Stored data:
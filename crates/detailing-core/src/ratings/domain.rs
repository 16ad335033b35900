use serde::{Deserialize, Serialize};
use std::collections::BTreeSet;

/// Coarse polarity assigned by the text-analysis step.
#[derive(Debug, Clone, Copy, PartialEq, Eq, Hash, Serialize, Deserialize)]
#[serde(rename_all = "snake_case")]
pub enum SentimentLabel {
    Positive,
    Neutral,
    Negative,
}

impl SentimentLabel {
    pub const fn label(self) -> &'static str {
        match self {
            Self::Positive => "Positive",
            Self::Neutral => "Neutral",
            Self::Negative => "Negative",
        }
    }

    /// Buckets a raw score when the analysis step did not provide a label.
    pub fn from_score(score: f64) -> Self {
        if score > 0.2 {
            Self::Positive
        } else if score < -0.2 {
            Self::Negative
        } else {
            Self::Neutral
        }
    }
}

/// Inferred sentiment of a review's free text.
#[derive(Debug, Clone, PartialEq, Serialize, Deserialize)]
pub struct Sentiment {
    /// Polarity in [-1, 1].
    pub score: f64,
    pub label: SentimentLabel,
    #[serde(default)]
    pub themes: BTreeSet<String>,
    /// Strength of expressed emotion in [0, 1].
    pub intensity: f64,
    #[serde(default)]
    pub is_abusive: bool,
    #[serde(default)]
    pub is_low_effort: bool,
}

impl Sentiment {
    pub fn neutral() -> Self {
        Self {
            score: 0.0,
            label: SentimentLabel::Neutral,
            themes: BTreeSet::new(),
            intensity: 0.0,
            is_abusive: false,
            is_low_effort: false,
        }
    }
}

/// One review as seen by the aggregator.
///
/// Built fresh per request from stored review rows; see
/// [`crate::ratings::import`] for the boundary mapping.
#[derive(Debug, Clone, PartialEq, Serialize, Deserialize)]
pub struct ReviewSignal {
    /// Star rating, nominally 1-5. Out-of-range values are clamped.
    pub stars: i32,
    pub sentiment: Sentiment,
    pub is_repeat_customer: bool,
    pub is_verified: bool,
    /// Age of the review in whole days.
    pub days_ago: u32,
}

impl ReviewSignal {
    pub fn clamped_stars(&self) -> f64 {
        f64::from(self.stars.clamp(1, 5))
    }

    pub fn clamped_sentiment_score(&self) -> f64 {
        if self.sentiment.score.is_finite() {
            self.sentiment.score.clamp(-1.0, 1.0)
        } else {
            0.0
        }
    }
}

/// How much trust the aggregate deserves.
#[derive(Debug, Clone, Copy, PartialEq, Eq, Hash, Serialize, Deserialize)]
pub enum Confidence {
    Low,
    Medium,
    High,
}

impl Confidence {
    pub const fn label(self) -> &'static str {
        match self {
            Self::Low => "Low",
            Self::Medium => "Medium",
            Self::High => "High",
        }
    }
}

/// Aggregated rating for a service.
#[derive(Debug, Clone, PartialEq, Serialize, Deserialize)]
#[serde(rename_all = "camelCase")]
pub struct RatingResult {
    /// Rounded to one decimal; 0 when there are no reviews.
    pub final_rating: f64,
    pub confidence: Confidence,
    pub total_reviews: usize,
    /// Sum of recency x trust weights across all reviews.
    pub total_weight: f64,
}

impl RatingResult {
    pub fn empty() -> Self {
        Self {
            final_rating: 0.0,
            confidence: Confidence::Low,
            total_reviews: 0,
            total_weight: 0.0,
        }
    }
}
//! Weighted review-rating aggregation.
//!
//! Star ratings are combined with sentiment, trust and recency signals into a
//! single rating plus a confidence label. Qualitative trend indicators are
//! derived from the same signals.

mod aggregator;
pub mod domain;
pub mod import;
mod indicators;
mod policy;
mod weights;

#[cfg(test)]
mod tests;

pub use aggregator::{calculate_weighted_rating, RatingAggregator};
pub use domain::{Confidence, RatingResult, ReviewSignal, Sentiment, SentimentLabel};
pub use import::{ReviewFormat, ReviewImportError, ReviewImporter};
pub use indicators::{quality_indicators, QualityIndicator, RatingTrend};
pub use policy::{IndicatorPolicy, RatingPolicy};
use crate::ratings::domain::{ReviewSignal, Sentiment};
use crate::ratings::RatingPolicy;

pub(super) fn policy() -> RatingPolicy {
    RatingPolicy::default()
}

pub(super) fn verified_review(stars: i32, days_ago: u32) -> ReviewSignal {
    ReviewSignal {
        stars,
        sentiment: Sentiment::neutral(),
        is_repeat_customer: false,
        is_verified: true,
        days_ago,
    }
}

pub(super) fn unverified_review(stars: i32, days_ago: u32) -> ReviewSignal {
    ReviewSignal {
        is_verified: false,
        ..verified_review(stars, days_ago)
    }
}

pub(super) fn abusive_review(stars: i32, days_ago: u32) -> ReviewSignal {
    let mut review = verified_review(stars, days_ago);
    review.sentiment.is_abusive = true;
    review
}

pub(super) fn with_sentiment(mut review: ReviewSignal, score: f64) -> ReviewSignal {
    review.sentiment.score = score;
    review
}

pub(super) fn review(
    stars: i32,
    score: f64,
    is_repeat_customer: bool,
    is_verified: bool,
    days_ago: u32,
) -> ReviewSignal {
    ReviewSignal {
        stars,
        sentiment: Sentiment {
            score,
            ..Sentiment::neutral()
        },
        is_repeat_customer,
        is_verified,
        days_ago,
    }
}
use std::env;
use std::fmt;

/// Distinguishes runtime behavior for different stages of the tooling.
#[derive(Debug, Clone, Copy, PartialEq, Eq)]
pub enum AppEnvironment {
    Development,
    Test,
    Production,
}

impl AppEnvironment {
    fn from_str(value: &str) -> Self {
        match value.trim().to_ascii_lowercase().as_str() {
            "prod" | "production" => Self::Production,
            "test" | "ci" => Self::Test,
            _ => Self::Development,
        }
    }
}

/// How command results are rendered.
#[derive(Debug, Clone, Copy, PartialEq, Eq)]
pub enum OutputFormat {
    Text,
    Json,
}

impl OutputFormat {
    fn parse(value: &str) -> Result<Self, ConfigError> {
        match value.trim().to_ascii_lowercase().as_str() {
            "text" | "plain" => Ok(Self::Text),
            "json" => Ok(Self::Json),
            other => Err(ConfigError::InvalidOutputFormat(other.to_string())),
        }
    }
}

/// Top-level configuration for the application.
#[derive(Debug, Clone)]
pub struct AppConfig {
    pub environment: AppEnvironment,
    pub output: OutputFormat,
    pub telemetry: TelemetryConfig,
}

impl AppConfig {
    pub fn load() -> Result<Self, ConfigError> {
        dotenvy::dotenv().ok();

        let environment = AppEnvironment::from_str(
            &env::var("APP_ENV").unwrap_or_else(|_| "development".to_string()),
        );

        let output =
            OutputFormat::parse(&env::var("APP_OUTPUT").unwrap_or_else(|_| "text".to_string()))?;

        let log_level = env::var("APP_LOG_LEVEL").unwrap_or_else(|_| "info".to_string());

        Ok(Self {
            environment,
            output,
            telemetry: TelemetryConfig { log_level },
        })
    }
}

/// Tracing controls.
#[derive(Debug, Clone)]
pub struct TelemetryConfig {
    pub log_level: String,
}

#[derive(Debug)]
pub enum ConfigError {
    InvalidOutputFormat(String),
}

impl fmt::Display for ConfigError {
    fn fmt(&self, f: &mut fmt::Formatter<'_>) -> fmt::Result {
        match self {
            ConfigError::InvalidOutputFormat(value) => {
                write!(f, "APP_OUTPUT must be 'text' or 'json' (got '{value}')")
            }
        }
    }
}

impl std::error::Error for ConfigError {}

* **What you will do**: Among the lines above, find those with the string "trust" and copy them.

* **Solution to this problem**:
/// How much trust the aggregate deserves.
    /// Sum of recency x trust weights across all reviews.
//! Star ratings are combined with sentiment, trust and recency signals into a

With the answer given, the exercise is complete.